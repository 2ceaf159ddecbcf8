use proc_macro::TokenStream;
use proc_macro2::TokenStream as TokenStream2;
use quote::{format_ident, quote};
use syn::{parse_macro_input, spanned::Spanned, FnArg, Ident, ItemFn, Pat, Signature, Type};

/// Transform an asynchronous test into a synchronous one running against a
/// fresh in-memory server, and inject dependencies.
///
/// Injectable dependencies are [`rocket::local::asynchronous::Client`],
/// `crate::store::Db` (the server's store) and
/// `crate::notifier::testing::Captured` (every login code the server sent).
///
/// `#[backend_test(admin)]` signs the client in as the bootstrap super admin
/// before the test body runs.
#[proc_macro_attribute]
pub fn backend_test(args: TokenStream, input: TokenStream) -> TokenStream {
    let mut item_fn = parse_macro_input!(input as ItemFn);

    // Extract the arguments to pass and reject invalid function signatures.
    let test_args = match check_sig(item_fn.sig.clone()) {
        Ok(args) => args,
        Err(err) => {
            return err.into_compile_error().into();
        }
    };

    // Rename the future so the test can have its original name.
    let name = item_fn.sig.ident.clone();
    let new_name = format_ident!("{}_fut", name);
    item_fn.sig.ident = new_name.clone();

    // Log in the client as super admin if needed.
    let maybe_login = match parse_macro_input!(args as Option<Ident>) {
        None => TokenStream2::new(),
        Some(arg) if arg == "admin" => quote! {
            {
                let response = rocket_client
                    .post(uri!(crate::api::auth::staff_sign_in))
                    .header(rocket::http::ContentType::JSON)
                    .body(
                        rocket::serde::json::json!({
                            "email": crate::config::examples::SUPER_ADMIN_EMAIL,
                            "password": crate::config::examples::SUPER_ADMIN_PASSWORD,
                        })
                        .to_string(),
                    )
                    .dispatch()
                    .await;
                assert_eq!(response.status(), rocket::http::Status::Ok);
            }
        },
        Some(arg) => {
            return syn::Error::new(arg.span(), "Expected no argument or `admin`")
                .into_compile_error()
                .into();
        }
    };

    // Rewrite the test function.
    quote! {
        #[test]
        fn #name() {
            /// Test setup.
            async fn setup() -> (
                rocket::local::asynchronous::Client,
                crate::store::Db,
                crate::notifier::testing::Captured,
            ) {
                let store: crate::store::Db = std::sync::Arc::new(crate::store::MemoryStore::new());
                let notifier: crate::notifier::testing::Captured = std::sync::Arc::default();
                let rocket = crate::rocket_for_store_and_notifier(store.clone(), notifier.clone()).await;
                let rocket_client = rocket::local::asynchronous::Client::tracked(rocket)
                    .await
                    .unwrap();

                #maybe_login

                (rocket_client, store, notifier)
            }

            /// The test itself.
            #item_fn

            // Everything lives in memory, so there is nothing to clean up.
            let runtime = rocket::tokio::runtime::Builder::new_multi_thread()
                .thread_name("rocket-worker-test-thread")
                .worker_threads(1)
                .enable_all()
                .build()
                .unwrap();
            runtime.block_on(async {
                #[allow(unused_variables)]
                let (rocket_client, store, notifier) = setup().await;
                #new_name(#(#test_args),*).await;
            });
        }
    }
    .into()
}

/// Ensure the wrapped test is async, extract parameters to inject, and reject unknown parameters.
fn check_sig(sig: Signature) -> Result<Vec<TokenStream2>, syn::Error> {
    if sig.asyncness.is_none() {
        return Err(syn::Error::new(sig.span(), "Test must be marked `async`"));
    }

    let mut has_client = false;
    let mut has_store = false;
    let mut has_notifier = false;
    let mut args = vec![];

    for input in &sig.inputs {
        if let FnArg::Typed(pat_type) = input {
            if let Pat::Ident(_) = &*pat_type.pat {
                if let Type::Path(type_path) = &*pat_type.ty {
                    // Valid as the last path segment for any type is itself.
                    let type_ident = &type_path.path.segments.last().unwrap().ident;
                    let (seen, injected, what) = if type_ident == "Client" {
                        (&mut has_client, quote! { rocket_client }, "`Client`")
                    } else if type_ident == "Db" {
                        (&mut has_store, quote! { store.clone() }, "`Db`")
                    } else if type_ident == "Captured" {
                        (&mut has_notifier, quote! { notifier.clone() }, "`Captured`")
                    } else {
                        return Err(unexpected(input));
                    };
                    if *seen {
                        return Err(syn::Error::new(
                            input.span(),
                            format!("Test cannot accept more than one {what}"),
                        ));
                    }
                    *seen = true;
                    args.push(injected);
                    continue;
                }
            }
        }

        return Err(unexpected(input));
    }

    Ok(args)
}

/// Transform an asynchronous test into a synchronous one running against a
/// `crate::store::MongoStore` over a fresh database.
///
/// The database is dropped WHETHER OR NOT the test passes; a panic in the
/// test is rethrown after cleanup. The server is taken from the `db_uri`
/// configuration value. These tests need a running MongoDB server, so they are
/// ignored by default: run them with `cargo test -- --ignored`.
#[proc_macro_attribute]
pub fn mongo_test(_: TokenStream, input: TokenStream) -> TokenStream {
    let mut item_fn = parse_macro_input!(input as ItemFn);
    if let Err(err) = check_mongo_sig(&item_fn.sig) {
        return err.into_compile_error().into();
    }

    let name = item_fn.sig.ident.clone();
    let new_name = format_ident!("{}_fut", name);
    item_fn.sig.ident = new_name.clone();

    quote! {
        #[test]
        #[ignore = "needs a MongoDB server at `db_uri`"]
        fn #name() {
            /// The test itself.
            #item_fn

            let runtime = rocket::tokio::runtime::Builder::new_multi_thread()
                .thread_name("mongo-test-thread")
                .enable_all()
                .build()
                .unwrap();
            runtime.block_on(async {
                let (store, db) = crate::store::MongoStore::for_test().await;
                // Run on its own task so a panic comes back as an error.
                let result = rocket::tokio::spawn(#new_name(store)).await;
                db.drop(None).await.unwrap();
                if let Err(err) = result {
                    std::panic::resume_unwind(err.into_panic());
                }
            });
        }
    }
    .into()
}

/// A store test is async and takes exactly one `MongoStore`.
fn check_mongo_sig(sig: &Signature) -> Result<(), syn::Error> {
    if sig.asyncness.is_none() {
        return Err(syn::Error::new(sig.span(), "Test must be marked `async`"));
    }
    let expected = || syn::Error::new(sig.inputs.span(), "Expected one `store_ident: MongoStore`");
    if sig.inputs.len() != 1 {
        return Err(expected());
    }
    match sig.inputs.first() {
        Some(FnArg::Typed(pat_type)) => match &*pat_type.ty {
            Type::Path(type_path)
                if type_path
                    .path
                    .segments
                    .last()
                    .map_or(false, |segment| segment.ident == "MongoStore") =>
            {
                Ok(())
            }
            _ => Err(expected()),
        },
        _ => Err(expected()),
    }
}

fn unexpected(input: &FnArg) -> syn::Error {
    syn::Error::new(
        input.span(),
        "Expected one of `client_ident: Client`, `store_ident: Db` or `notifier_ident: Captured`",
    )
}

==

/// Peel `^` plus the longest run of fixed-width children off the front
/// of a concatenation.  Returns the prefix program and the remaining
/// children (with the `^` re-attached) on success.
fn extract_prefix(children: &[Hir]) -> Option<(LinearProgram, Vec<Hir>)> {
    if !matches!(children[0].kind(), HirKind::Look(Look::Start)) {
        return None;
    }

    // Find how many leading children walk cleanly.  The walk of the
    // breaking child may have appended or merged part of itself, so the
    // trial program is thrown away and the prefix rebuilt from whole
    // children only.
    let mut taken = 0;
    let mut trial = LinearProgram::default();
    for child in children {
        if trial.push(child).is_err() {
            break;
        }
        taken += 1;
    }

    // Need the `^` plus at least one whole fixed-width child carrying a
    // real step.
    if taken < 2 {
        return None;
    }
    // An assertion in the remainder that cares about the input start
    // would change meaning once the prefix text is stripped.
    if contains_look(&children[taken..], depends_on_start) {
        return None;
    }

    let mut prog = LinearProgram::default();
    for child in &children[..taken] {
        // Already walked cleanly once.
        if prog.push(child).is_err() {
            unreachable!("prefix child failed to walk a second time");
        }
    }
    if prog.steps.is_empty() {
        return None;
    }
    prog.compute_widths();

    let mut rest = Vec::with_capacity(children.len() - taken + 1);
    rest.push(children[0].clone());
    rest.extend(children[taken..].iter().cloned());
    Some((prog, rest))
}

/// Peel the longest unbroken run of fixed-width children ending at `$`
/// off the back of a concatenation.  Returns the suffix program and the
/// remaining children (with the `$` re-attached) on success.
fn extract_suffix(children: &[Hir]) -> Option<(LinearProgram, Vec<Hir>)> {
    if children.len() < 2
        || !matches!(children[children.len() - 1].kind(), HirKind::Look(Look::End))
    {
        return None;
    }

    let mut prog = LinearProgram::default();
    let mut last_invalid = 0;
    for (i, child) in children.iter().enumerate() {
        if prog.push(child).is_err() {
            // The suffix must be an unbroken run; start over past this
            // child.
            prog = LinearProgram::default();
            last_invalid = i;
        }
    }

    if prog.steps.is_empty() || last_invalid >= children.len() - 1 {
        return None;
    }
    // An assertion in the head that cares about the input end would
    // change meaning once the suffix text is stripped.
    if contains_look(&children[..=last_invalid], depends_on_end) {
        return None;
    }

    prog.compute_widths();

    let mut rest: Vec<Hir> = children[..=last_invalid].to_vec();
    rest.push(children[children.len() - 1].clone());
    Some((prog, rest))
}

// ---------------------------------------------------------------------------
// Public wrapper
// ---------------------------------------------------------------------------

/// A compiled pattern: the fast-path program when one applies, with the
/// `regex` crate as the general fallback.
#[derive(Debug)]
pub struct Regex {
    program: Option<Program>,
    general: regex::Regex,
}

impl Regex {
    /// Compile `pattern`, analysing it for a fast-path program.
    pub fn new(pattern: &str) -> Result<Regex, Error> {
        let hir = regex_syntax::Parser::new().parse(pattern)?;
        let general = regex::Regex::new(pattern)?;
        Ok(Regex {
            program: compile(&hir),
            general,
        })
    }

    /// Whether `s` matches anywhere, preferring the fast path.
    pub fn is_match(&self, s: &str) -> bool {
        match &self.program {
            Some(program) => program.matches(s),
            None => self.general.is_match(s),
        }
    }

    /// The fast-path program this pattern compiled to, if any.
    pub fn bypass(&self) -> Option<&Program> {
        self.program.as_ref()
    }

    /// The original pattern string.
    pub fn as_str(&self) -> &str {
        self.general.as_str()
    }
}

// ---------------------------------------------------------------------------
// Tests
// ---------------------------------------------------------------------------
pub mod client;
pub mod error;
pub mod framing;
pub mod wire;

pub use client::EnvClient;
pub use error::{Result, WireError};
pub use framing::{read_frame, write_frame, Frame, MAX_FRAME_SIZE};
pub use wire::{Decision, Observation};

---

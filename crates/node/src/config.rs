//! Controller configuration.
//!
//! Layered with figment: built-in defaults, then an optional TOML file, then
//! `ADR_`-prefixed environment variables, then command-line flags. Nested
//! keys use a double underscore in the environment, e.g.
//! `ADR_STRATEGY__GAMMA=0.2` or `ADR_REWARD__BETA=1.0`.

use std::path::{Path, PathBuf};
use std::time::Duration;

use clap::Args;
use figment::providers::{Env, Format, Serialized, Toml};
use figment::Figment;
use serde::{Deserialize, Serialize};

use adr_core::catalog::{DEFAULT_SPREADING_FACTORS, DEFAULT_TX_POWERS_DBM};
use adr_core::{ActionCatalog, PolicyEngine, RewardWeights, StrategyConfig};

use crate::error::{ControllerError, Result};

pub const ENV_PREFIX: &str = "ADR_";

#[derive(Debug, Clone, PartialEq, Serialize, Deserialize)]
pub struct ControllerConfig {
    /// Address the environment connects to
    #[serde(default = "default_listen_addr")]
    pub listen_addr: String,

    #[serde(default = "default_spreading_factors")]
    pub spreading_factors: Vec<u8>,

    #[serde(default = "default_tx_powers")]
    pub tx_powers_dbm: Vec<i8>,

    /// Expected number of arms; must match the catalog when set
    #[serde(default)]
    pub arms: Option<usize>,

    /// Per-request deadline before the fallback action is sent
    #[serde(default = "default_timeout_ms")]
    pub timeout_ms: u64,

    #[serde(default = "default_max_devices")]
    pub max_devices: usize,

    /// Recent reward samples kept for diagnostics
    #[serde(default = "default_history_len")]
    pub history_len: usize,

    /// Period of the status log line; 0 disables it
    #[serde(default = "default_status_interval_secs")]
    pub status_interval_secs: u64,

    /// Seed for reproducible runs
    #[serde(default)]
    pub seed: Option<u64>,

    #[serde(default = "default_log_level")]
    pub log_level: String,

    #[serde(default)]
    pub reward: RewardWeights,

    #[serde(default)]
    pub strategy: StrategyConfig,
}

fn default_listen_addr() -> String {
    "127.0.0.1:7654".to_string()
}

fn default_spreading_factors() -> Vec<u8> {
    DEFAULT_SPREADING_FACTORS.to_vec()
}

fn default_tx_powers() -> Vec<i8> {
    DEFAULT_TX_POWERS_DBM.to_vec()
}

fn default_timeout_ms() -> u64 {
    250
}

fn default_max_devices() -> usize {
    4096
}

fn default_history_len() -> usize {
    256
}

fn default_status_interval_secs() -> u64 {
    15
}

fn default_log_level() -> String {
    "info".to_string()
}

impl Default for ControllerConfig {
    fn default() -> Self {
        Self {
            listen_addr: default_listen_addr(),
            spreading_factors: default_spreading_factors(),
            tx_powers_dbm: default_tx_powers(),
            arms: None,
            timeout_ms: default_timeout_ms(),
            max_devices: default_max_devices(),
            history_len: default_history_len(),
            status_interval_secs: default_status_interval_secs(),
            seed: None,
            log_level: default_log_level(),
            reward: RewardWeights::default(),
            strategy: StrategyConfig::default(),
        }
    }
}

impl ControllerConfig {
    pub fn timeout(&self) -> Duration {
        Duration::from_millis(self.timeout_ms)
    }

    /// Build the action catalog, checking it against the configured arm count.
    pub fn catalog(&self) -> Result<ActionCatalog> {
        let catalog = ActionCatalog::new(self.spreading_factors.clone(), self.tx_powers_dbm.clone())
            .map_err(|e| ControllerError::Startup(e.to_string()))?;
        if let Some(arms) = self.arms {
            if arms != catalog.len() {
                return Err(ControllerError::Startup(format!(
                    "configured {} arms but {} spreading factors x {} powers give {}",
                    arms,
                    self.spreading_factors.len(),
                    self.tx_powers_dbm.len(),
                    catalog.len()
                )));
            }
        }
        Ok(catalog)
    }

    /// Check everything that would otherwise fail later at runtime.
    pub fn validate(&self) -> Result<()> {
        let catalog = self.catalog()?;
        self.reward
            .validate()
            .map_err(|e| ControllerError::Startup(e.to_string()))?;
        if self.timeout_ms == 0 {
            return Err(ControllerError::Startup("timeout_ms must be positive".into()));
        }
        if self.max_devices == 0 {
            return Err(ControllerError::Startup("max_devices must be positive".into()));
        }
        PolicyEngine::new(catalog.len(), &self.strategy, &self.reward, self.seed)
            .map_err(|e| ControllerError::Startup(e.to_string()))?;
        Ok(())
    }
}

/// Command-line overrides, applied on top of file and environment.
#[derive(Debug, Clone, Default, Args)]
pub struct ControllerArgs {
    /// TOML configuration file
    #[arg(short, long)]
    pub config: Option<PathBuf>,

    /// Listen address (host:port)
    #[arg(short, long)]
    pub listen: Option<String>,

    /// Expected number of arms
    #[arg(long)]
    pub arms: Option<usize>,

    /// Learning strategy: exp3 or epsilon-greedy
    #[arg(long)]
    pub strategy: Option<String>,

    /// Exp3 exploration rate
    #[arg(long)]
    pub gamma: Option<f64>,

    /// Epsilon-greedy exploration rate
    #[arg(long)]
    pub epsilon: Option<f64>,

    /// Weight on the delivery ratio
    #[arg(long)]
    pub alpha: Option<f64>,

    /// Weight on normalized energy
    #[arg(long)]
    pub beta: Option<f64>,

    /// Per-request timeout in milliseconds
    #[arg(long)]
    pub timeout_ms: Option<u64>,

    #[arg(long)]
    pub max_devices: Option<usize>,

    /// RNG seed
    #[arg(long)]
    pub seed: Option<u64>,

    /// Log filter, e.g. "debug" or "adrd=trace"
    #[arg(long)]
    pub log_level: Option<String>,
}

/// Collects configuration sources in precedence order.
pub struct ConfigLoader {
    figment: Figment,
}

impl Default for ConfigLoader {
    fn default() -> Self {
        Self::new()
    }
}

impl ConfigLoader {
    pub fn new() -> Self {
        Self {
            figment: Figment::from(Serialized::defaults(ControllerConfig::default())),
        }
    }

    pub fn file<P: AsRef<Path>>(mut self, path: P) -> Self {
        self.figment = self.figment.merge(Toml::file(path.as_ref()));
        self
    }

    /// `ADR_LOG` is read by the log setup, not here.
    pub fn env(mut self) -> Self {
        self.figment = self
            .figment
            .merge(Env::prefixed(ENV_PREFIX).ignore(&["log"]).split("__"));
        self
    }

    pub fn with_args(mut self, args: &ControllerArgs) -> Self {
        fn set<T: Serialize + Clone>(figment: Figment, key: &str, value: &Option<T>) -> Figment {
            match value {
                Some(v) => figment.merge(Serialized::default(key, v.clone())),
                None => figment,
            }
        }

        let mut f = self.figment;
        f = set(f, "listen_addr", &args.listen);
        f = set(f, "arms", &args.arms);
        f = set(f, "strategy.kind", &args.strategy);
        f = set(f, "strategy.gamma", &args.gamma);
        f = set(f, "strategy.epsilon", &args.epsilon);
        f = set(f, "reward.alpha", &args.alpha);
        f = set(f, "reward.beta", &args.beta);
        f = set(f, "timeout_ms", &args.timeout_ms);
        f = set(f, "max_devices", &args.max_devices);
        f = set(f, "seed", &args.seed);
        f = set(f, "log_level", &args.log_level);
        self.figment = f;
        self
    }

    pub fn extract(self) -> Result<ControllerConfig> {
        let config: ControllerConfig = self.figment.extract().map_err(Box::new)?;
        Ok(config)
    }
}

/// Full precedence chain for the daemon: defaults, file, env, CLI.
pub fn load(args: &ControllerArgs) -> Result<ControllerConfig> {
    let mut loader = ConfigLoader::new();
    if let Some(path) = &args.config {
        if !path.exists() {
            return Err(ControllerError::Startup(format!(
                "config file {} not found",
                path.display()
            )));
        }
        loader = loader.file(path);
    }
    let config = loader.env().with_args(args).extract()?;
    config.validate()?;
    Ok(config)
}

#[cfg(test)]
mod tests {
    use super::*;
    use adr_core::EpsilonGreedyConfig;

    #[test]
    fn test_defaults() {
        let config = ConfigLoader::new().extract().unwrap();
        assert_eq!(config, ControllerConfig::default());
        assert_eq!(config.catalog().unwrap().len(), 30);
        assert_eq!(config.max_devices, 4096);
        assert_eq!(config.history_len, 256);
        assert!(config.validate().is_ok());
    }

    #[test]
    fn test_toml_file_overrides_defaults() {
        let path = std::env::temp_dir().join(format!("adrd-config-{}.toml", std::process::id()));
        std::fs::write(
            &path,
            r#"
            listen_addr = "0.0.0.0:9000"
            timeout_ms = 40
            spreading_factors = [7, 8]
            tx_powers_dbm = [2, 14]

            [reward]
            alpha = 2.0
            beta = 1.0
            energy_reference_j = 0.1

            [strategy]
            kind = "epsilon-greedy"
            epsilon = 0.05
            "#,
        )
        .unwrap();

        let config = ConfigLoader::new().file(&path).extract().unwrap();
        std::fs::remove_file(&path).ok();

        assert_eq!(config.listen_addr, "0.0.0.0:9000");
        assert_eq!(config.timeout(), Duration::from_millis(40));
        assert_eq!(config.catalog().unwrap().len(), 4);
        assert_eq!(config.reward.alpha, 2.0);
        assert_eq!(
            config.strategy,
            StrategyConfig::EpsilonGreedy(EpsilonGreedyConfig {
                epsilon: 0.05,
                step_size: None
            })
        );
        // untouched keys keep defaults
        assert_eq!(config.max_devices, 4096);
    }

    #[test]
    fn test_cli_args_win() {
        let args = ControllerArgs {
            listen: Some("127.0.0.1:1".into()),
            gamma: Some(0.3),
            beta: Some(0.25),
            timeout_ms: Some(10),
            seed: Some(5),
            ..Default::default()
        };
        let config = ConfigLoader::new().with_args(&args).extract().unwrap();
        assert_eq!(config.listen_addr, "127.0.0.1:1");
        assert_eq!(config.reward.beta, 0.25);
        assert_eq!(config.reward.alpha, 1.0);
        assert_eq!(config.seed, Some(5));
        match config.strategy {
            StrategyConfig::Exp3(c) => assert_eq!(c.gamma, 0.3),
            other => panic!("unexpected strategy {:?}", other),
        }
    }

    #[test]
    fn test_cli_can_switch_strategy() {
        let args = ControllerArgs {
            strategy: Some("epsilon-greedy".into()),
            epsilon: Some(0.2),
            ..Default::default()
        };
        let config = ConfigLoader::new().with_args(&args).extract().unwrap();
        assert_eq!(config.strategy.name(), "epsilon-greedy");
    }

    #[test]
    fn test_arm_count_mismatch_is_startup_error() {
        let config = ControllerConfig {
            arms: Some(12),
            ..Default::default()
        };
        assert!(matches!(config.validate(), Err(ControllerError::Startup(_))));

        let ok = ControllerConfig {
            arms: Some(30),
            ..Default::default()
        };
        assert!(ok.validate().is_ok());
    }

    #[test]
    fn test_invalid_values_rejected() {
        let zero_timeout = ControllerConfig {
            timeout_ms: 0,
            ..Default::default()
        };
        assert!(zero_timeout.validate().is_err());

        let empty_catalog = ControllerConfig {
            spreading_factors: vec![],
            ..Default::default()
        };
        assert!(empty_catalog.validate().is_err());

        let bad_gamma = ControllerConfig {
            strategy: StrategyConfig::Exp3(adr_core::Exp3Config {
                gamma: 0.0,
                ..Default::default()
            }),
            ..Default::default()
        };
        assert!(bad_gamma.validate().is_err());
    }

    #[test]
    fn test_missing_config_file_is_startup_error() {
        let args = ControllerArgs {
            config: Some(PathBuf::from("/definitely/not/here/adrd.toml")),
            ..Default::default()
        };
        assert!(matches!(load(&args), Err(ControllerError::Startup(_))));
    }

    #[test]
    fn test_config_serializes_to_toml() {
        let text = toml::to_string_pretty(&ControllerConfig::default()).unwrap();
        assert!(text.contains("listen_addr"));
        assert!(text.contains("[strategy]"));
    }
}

- [Task objective]: Using the records above, copy each line that contains "response".

- [Task output]:
                let response = rocket_client
                assert_eq!(response.status(), rocket::http::Status::Ok);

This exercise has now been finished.